When one's pride reaches a new low,
Trust me a new him will unfold.
The things they said they wouldn't do,
Would only be things that had to be undo.
Undo it or undone, it doesn't matter cos I'm done


For when I get my ass kicked, in the grave I'll flip.
Spiritual revenge, is only what will be best.
I have no physical impact, when my body's put to rest.
The news flash past my life's best, friends and families faces messed.
I take one last look, before the grim reaper take what it could.

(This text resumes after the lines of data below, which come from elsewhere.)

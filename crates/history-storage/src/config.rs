//! History database configuration.
//!
//! The replica runs only when a backend type, host and database name are all
//! set. Values come from `QC_HISTORYDB_TYPE`, `QC_HISTORYDB_HOST` and
//! `QC_HISTORYDB_NAME`.

use serde::{Deserialize, Serialize};
use thiserror::Error;

/// Supported storage backends.
#[derive(Debug, Clone, Copy, PartialEq, Eq, Serialize, Deserialize)]
#[serde(rename_all = "lowercase")]
pub enum BackendKind {
    MySql,
    MongoDb,
}

impl BackendKind {
    pub fn as_str(self) -> &'static str {
        match self {
            Self::MySql => "mysql",
            Self::MongoDb => "mongodb",
        }
    }
}

#[derive(Debug, Clone, PartialEq, Eq, Error)]
pub enum ConfigError {
    #[error("Unknown history database type: {0:?} (expected mysql or mongodb)")]
    UnknownBackend(String),

    #[error("Invalid history database name {0:?}: use 1-64 of [A-Za-z0-9_$]")]
    InvalidDatabaseName(String),
}

/// Connection settings of the history store.
#[derive(Debug, Clone, Default, PartialEq, Eq, Serialize, Deserialize)]
pub struct HistoryDbConfig {
    /// `mysql` or `mongodb`, case-insensitive.
    pub db_type: String,
    /// Driver-specific host string, see the adapters.
    pub host: String,
    /// Database (schema) name.
    pub name: String,
}

impl HistoryDbConfig {
    pub fn new(
        db_type: impl Into<String>,
        host: impl Into<String>,
        name: impl Into<String>,
    ) -> Self {
        Self {
            db_type: db_type.into(),
            host: host.into(),
            name: name.into(),
        }
    }

    /// Load from environment variables. Unset variables stay empty.
    pub fn from_env() -> Self {
        let var = |key: &str| std::env::var(key).unwrap_or_default();
        Self {
            db_type: var("QC_HISTORYDB_TYPE"),
            host: var("QC_HISTORYDB_HOST"),
            name: var("QC_HISTORYDB_NAME"),
        }
    }

    /// Selected backend.
    ///
    /// ## Returns
    ///
    /// - `Ok(None)`: any field is empty, the replica stays off
    /// - `Ok(Some(kind))`: a known backend type
    /// - `Err(UnknownBackend)`: anything else
    pub fn backend(&self) -> Result<Option<BackendKind>, ConfigError> {
        if self.db_type.is_empty() || self.host.is_empty() || self.name.is_empty() {
            return Ok(None);
        }
        match self.db_type.to_ascii_lowercase().as_str() {
            "mysql" => Ok(Some(BackendKind::MySql)),
            "mongodb" => Ok(Some(BackendKind::MongoDb)),
            _ => Err(ConfigError::UnknownBackend(self.db_type.clone())),
        }
    }
}

/// Check that a database name is a plain identifier.
///
/// The name ends up inside DDL text, where it cannot be bound as a
/// parameter.
pub fn validate_db_name(name: &str) -> Result<&str, ConfigError> {
    let valid = (1..=64).contains(&name.len())
        && name
            .bytes()
            .all(|b| b.is_ascii_alphanumeric() || b == b'_' || b == b'$');
    if valid {
        Ok(name)
    } else {
        Err(ConfigError::InvalidDatabaseName(name.to_string()))
    }
}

One familiar face missing, how could he miss this grand finishing.
My empty heart now vanishing, for the scene I'm witnessing.
The bold figure couldn't be seen, I guess I'll be leaving.
But wait I see this lonely figure.
At the corner, talking to the coroner.
Looking as serious as ever, I guess he must be sober.
He wasn't shedding no tear, not even wimping a little.
I guess he's still as strong as ever, his age belittle.
He must be after those guys, those fucking little bastards.
But I don't want him to risk his life, because mine is already gone.
I want him to live, forever to protect whose lives I failed to prolong.


When one's pride reaches a new low,
Trust me a new him will unfold.
Things he swore he wouldn't do,
Now so inevitable and a must-do.
He touches the dark path,
Full of danger and filled with wrath.